Source records:

Content starts

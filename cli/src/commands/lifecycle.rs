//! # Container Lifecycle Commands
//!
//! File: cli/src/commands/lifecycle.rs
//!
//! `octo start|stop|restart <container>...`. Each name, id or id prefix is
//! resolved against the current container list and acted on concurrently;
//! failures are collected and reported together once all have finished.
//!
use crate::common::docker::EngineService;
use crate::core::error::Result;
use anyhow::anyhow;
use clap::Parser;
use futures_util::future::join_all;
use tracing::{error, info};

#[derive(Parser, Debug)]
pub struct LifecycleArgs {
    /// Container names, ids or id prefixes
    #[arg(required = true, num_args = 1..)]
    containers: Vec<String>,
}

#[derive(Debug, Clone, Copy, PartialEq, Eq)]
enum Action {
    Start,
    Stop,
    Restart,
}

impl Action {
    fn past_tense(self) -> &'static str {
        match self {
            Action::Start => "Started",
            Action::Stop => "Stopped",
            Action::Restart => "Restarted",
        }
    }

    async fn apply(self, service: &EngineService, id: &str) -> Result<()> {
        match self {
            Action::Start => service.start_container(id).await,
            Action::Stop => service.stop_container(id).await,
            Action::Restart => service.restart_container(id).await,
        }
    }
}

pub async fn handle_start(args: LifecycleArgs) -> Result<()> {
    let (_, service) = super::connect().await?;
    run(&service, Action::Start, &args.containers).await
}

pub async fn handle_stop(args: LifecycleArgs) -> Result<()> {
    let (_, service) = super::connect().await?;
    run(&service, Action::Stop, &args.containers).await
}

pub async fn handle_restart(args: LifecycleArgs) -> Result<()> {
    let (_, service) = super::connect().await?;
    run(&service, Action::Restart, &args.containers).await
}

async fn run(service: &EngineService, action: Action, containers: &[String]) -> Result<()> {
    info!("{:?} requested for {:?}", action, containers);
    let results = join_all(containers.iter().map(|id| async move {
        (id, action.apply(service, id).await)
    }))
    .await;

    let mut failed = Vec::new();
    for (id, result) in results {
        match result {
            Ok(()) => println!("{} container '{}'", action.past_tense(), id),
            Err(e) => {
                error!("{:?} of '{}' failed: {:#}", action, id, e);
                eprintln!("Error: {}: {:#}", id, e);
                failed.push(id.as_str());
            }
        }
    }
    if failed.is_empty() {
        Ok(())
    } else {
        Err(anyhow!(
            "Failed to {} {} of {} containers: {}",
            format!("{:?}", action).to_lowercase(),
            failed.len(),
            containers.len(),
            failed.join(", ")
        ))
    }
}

Content ends
Content starts

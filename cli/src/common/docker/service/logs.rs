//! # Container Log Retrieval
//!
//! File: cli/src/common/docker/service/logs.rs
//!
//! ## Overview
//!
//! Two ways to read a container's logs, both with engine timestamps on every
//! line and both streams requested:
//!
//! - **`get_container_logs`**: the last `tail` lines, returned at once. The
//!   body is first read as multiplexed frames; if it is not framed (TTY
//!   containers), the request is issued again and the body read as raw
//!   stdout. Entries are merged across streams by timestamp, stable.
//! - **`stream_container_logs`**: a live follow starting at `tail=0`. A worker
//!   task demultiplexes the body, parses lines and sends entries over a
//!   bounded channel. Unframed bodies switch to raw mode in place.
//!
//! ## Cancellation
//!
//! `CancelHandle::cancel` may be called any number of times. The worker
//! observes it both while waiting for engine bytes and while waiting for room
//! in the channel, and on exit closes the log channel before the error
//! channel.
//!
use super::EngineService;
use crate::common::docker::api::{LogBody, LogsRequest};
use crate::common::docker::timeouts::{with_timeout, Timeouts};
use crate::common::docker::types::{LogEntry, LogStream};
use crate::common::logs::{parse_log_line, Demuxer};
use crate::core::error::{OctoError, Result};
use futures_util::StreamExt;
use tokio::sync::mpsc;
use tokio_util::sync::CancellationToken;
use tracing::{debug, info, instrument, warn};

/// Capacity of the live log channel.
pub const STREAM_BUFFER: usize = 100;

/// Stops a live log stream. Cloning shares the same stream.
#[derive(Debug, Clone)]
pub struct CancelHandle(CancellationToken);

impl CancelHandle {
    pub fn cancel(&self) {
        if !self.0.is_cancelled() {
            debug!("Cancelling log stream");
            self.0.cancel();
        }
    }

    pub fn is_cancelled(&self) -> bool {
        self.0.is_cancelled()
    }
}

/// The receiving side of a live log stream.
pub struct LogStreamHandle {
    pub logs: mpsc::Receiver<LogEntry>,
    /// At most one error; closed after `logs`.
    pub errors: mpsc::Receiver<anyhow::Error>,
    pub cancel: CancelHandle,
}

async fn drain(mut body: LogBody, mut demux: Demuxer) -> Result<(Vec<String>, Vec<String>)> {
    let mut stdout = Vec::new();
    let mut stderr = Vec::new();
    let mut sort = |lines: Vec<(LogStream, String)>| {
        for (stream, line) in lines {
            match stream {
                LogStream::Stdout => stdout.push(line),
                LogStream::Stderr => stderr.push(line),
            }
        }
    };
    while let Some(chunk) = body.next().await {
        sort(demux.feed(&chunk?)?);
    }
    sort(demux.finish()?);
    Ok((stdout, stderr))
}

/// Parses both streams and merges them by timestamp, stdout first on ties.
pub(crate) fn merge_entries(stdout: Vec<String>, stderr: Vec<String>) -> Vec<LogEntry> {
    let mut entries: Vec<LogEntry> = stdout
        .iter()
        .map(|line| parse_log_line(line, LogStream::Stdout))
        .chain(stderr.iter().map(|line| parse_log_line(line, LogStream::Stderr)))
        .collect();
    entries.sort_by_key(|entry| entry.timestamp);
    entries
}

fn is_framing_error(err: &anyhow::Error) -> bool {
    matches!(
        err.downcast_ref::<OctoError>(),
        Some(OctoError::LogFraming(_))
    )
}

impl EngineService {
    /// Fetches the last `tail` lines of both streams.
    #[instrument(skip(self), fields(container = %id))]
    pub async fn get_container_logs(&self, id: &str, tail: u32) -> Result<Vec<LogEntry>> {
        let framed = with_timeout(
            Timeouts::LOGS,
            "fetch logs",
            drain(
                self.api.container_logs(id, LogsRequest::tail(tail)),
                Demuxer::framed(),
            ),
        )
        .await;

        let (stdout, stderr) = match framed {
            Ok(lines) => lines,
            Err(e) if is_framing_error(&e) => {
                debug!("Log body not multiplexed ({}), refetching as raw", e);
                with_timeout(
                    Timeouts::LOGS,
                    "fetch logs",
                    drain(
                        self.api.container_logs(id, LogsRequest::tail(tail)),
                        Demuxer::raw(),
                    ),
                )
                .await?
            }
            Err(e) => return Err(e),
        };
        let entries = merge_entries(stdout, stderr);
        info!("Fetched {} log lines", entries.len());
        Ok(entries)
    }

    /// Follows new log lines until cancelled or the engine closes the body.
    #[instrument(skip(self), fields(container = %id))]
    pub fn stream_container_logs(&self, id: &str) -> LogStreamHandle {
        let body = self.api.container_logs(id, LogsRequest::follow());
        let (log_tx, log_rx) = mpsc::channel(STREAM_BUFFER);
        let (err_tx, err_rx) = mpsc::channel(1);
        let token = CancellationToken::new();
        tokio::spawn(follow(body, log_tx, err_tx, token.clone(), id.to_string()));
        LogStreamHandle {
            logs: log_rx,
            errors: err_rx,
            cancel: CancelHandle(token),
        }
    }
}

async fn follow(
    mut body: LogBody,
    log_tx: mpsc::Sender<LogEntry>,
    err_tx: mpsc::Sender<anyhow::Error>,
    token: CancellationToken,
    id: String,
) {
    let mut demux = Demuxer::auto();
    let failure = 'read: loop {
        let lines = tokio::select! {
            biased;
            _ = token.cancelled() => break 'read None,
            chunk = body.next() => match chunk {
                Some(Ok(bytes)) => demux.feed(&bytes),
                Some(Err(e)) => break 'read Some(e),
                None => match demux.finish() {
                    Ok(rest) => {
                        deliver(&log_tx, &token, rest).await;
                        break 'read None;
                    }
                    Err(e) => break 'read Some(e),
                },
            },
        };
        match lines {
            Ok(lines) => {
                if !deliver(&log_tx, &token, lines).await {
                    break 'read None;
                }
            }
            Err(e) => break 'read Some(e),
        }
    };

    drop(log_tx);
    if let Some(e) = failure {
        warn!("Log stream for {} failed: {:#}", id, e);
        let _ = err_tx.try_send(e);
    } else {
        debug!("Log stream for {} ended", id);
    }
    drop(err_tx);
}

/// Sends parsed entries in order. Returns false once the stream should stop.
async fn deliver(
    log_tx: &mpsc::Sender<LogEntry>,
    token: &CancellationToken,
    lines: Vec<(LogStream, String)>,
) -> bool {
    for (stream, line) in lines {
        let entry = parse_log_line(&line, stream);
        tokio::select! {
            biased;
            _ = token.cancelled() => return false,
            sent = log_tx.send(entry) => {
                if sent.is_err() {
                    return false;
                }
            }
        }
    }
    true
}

Content ends

Work task:
All lines in the entries above that include "worker" should be found and copied.

Exercise result:
//! - **`stream_container_logs`**: a live follow starting at `tail=0`. A worker
//! `CancelHandle::cancel` may be called any number of times. The worker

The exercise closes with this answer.